Extracted entries —
######
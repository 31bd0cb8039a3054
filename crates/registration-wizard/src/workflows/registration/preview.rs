use std::collections::BTreeSet;
use std::sync::atomic::{AtomicU64, Ordering};
use std::sync::{Arc, Mutex, PoisonError};

use super::domain::ResumeFile;

/// Opaque reference to a rendered résumé preview, the equivalent of a blob object URL.
#[derive(Debug, Clone, PartialEq, Eq, PartialOrd, Ord, Hash)]
pub struct PreviewHandle(String);

impl PreviewHandle {
    pub fn as_str(&self) -> &str {
        &self.0
    }
}

/// Issues and revokes preview handles, keeping count of the ones still alive so superseded
/// previews cannot pile up.
#[derive(Debug, Clone, Default)]
pub struct PreviewTracker {
    live: Arc<Mutex<BTreeSet<PreviewHandle>>>,
}

static PREVIEW_SEQUENCE: AtomicU64 = AtomicU64::new(1);

impl PreviewTracker {
    pub fn issue(&self, file: &ResumeFile) -> PreviewHandle {
        let id = PREVIEW_SEQUENCE.fetch_add(1, Ordering::Relaxed);
        let handle = PreviewHandle(format!("blob:resume/{id:06}/{}", file.file_name));
        self.live
            .lock()
            .unwrap_or_else(PoisonError::into_inner)
            .insert(handle.clone());
        handle
    }

    /// Release a handle. Returns `false` if it was already released.
    pub fn revoke(&self, handle: &PreviewHandle) -> bool {
        self.live
            .lock()
            .unwrap_or_else(PoisonError::into_inner)
            .remove(handle)
    }

    pub fn live_count(&self) -> usize {
        self.live
            .lock()
            .unwrap_or_else(PoisonError::into_inner)
            .len()
    }
}
//! Multi-step job-application registration wizard.
//!
//! The [`workflows::registration`] module holds the wizard controller, the declarative step
//! schema, and the submission pipeline that forwards a completed application to the
//! configured webhook endpoints.

pub mod config;
pub mod error;
pub mod telemetry;
pub mod workflows;
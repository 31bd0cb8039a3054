use async_trait::async_trait;
use metrics_exporter_prometheus::PrometheusHandle;
use registration_wizard::workflows::registration::{
    CapabilityError, EmailExistenceCheck, FormSubmit, FormSubmitError, KeyValueStore,
    NotifyApplicant, PersistenceError, SubmissionRecord,
};
use std::collections::{BTreeSet, HashMap};
use std::sync::atomic::AtomicBool;
use std::sync::{Arc, Mutex, PoisonError};

#[derive(Clone)]
pub(crate) struct AppState {
    pub(crate) readiness: Arc<AtomicBool>,
    pub(crate) metrics: Arc<PrometheusHandle>,
}

#[derive(Default, Clone)]
pub(crate) struct InMemoryKeyValueStore {
    entries: Arc<Mutex<HashMap<String, String>>>,
}

impl InMemoryKeyValueStore {
    pub(crate) fn contains(&self, key: &str) -> bool {
        self.entries
            .lock()
            .unwrap_or_else(PoisonError::into_inner)
            .contains_key(key)
    }
}

impl KeyValueStore for InMemoryKeyValueStore {
    fn get(&self, key: &str) -> Result<Option<String>, PersistenceError> {
        let guard = self.entries.lock().unwrap_or_else(PoisonError::into_inner);
        Ok(guard.get(key).cloned())
    }

    fn set(&self, key: &str, value: &str) -> Result<(), PersistenceError> {
        let mut guard = self.entries.lock().unwrap_or_else(PoisonError::into_inner);
        guard.insert(key.to_string(), value.to_string());
        Ok(())
    }

    fn remove(&self, key: &str) -> Result<(), PersistenceError> {
        let mut guard = self.entries.lock().unwrap_or_else(PoisonError::into_inner);
        guard.remove(key);
        Ok(())
    }
}

/// Applicant registry standing in for the email lookup and the form endpoint at once: accepted
/// records become known emails.
#[derive(Default, Clone)]
pub(crate) struct InMemoryApplicantRegistry {
    emails: Arc<Mutex<BTreeSet<String>>>,
    records: Arc<Mutex<Vec<SubmissionRecord>>>,
}

impl InMemoryApplicantRegistry {
    pub(crate) fn with_email(self, email: &str) -> Self {
        self.emails
            .lock()
            .unwrap_or_else(PoisonError::into_inner)
            .insert(email.to_ascii_lowercase());
        self
    }

    pub(crate) fn records(&self) -> Vec<SubmissionRecord> {
        self.records
            .lock()
            .unwrap_or_else(PoisonError::into_inner)
            .clone()
    }
}

#[async_trait]
impl EmailExistenceCheck for InMemoryApplicantRegistry {
    async fn email_exists(&self, email: &str) -> bool {
        self.emails
            .lock()
            .unwrap_or_else(PoisonError::into_inner)
            .contains(&email.to_ascii_lowercase())
    }
}

#[async_trait]
impl FormSubmit for InMemoryApplicantRegistry {
    async fn submit_form(&self, record: &SubmissionRecord) -> Result<(), FormSubmitError> {
        let email = record.form.email.to_ascii_lowercase();
        let mut emails = self.emails.lock().unwrap_or_else(PoisonError::into_inner);
        if !emails.insert(email) {
            return Err(FormSubmitError::Rejected(
                "an application with this email is already on file".to_string(),
            ));
        }
        drop(emails);

        self.records
            .lock()
            .unwrap_or_else(PoisonError::into_inner)
            .push(record.clone());
        Ok(())
    }
}

#[derive(Default, Clone)]
pub(crate) struct InMemoryMailbox {
    sent: Arc<Mutex<Vec<String>>>,
}

impl InMemoryMailbox {
    pub(crate) fn sent(&self) -> Vec<String> {
        self.sent
            .lock()
            .unwrap_or_else(PoisonError::into_inner)
            .clone()
    }
}

#[async_trait]
impl NotifyApplicant for InMemoryMailbox {
    async fn notify(&self, email: &str) -> Result<(), CapabilityError> {
        self.sent
            .lock()
            .unwrap_or_else(PoisonError::into_inner)
            .push(email.to_string());
        Ok(())
    }
}
mod cli;
mod demo;
mod infra;
mod routes;
mod server;
mod submit;

use registration_wizard::error::AppError;

pub async fn run() -> Result<(), AppError> {
    cli::run().await
}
######
Exercise requirements — Return exactly the lines above from the line that has "cannot pile up." through the line that has "pub mod error;", inclusive, and nothing else.

Task solution —
/// previews cannot pile up.
#[derive(Debug, Clone, Default)]
pub struct PreviewTracker {
    live: Arc<Mutex<BTreeSet<PreviewHandle>>>,
}

static PREVIEW_SEQUENCE: AtomicU64 = AtomicU64::new(1);

impl PreviewTracker {
    pub fn issue(&self, file: &ResumeFile) -> PreviewHandle {
        let id = PREVIEW_SEQUENCE.fetch_add(1, Ordering::Relaxed);
        let handle = PreviewHandle(format!("blob:resume/{id:06}/{}", file.file_name));
        self.live
            .lock()
            .unwrap_or_else(PoisonError::into_inner)
            .insert(handle.clone());
        handle
    }

    /// Release a handle. Returns `false` if it was already released.
    pub fn revoke(&self, handle: &PreviewHandle) -> bool {
        self.live
            .lock()
            .unwrap_or_else(PoisonError::into_inner)
            .remove(handle)
    }

    pub fn live_count(&self) -> usize {
        self.live
            .lock()
            .unwrap_or_else(PoisonError::into_inner)
            .len()
    }
}
//! Multi-step job-application registration wizard.
//!
//! The [`workflows::registration`] module holds the wizard controller, the declarative step
//! schema, and the submission pipeline that forwards a completed application to the
//! configured webhook endpoints.

pub mod config;
pub mod error;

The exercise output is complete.